The indictment charges that Siegmeister, who raised bulls as a side pursuit, discussed selling some of his herd when O’Steen contacted him on behalf of a man charged with attempted murder, arson and violating a domestic violence injunction.
“When Are you and [V.] and [S.] and [M.] and everybody else going to buy one of my registered bulls?” it said the prosecutor texted the defense lawyer the morning after O’Steen texted Siegmeister, seeking lenience for his client.
When the two attorneys negotiated a plea several months later that dropped the attempted murder charge, Siegmeister texted the defense lawyer a photo of four of his bulls later that day, the indictment said.
The indictment also charges that Siegmeister agreed with another attorney representing the manager of a tractor dealership charged in two drunk-driving cases that he’d reduce both charges in exchange for a $20,000 discount on a tractor and accessories Siegmeister’s wife bought.
That attorney, Ernest Maloney Page IV, pled guilty in September to conspiracy to commit bribery and agreed to have his law license permanently revoked.
Page’s plea agreement recounted that he told FBI agents his client “obviously bribed a damn official,” identified in the agreement as J.S.

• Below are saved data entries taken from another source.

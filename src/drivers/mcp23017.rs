//! MCP23017 16-bit I/O expander driving the valve and pump relays.
//!
//! All 16 pins are outputs.  The relay board is active LOW: a cleared
//! latch bit energizes the relay.  The driver keeps a shadow of the
//! output latch so single-pin changes are one register write and the
//! current state can be reported without a bus read.
//!
//! The driver does not own the I2C peripheral; every call borrows it from
//! the [`SharedBus`](crate::bus::SharedBus) closure that holds the lock.

use embedded_hal::i2c::I2c;

use crate::bus::bus_error;
use crate::error::BusError;
use crate::pins::EXPANDER_PIN_COUNT;

const IODIRA: u8 = 0x00;
const OLATA: u8 = 0x14;

/// Latch value with every relay released.
const ALL_RELEASED: u16 = 0xFFFF;

#[derive(Debug, Clone)]
pub struct Mcp23017 {
    addr: u8,
    latch: u16,
}

impl Mcp23017 {
    pub const fn new(addr: u8) -> Self {
        Self {
            addr,
            latch: ALL_RELEASED,
        }
    }

    /// Release every relay, then switch both ports to output.
    ///
    /// The latch is written before IODIR so the pins never drive LOW in
    /// between.
    pub fn init<I: I2c>(&mut self, i2c: &mut I) -> Result<(), BusError> {
        self.latch = ALL_RELEASED;
        self.flush(i2c)?;
        i2c.write(self.addr, &[IODIRA, 0x00, 0x00])
            .map_err(|e| bus_error(self.addr, &e))
    }

    /// Energize (`true`) or release one output.
    pub fn set_pin<I: I2c>(&mut self, i2c: &mut I, pin: u8, on: bool) -> Result<(), BusError> {
        if pin >= EXPANDER_PIN_COUNT {
            return Err(BusError::InvalidOutput(pin));
        }
        let previous = self.latch;
        if on {
            self.latch &= !(1 << pin);
        } else {
            self.latch |= 1 << pin;
        }
        self.flush(i2c).inspect_err(|_| self.latch = previous)
    }

    /// Energize or release every output in one transaction.
    pub fn set_all<I: I2c>(&mut self, i2c: &mut I, on: bool) -> Result<(), BusError> {
        let previous = self.latch;
        self.latch = if on { 0x0000 } else { ALL_RELEASED };
        self.flush(i2c).inspect_err(|_| self.latch = previous)
    }

    pub fn is_on(&self, pin: u8) -> bool {
        pin < EXPANDER_PIN_COUNT && self.latch & (1 << pin) == 0
    }

    /// Bitmap of energized outputs (bit set = on).
    pub fn energized(&self) -> u16 {
        !self.latch
    }

    /// OLATA / OLATB in one sequential write.
    fn flush<I: I2c>(&self, i2c: &mut I) -> Result<(), BusError> {
        let [lo, hi] = self.latch.to_le_bytes();
        i2c.write(self.addr, &[OLATA, lo, hi])
            .map_err(|e| bus_error(self.addr, &e))
    }
}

The indictment also accused Siegmeister of three counts of wire fraud for orders he issued after a wealthy octogenarian’s death that, prosecutors said, were meant to “divert the assets of L.T.’s estate to himself and his relative.” L.T. has been identified elsewhere as Leonard Whitman Thomas, who died in 2015, several years after Siegmeister completed an application to become the guardian of the old man with shares of Coca-Cola stock valued at $664,751.
The indictment says Siegmeister bought things for himself with Thomas’s assets and put false asset and expense information in filings to probate court about the estate.
Siegmeister was also charged with three counts of filing false tax returns for 2015 through 2017.
He’s scheduled to make a first appearance Monday in federal court in Flagstaff, Ariz., the U.S. Attorney’s Office said.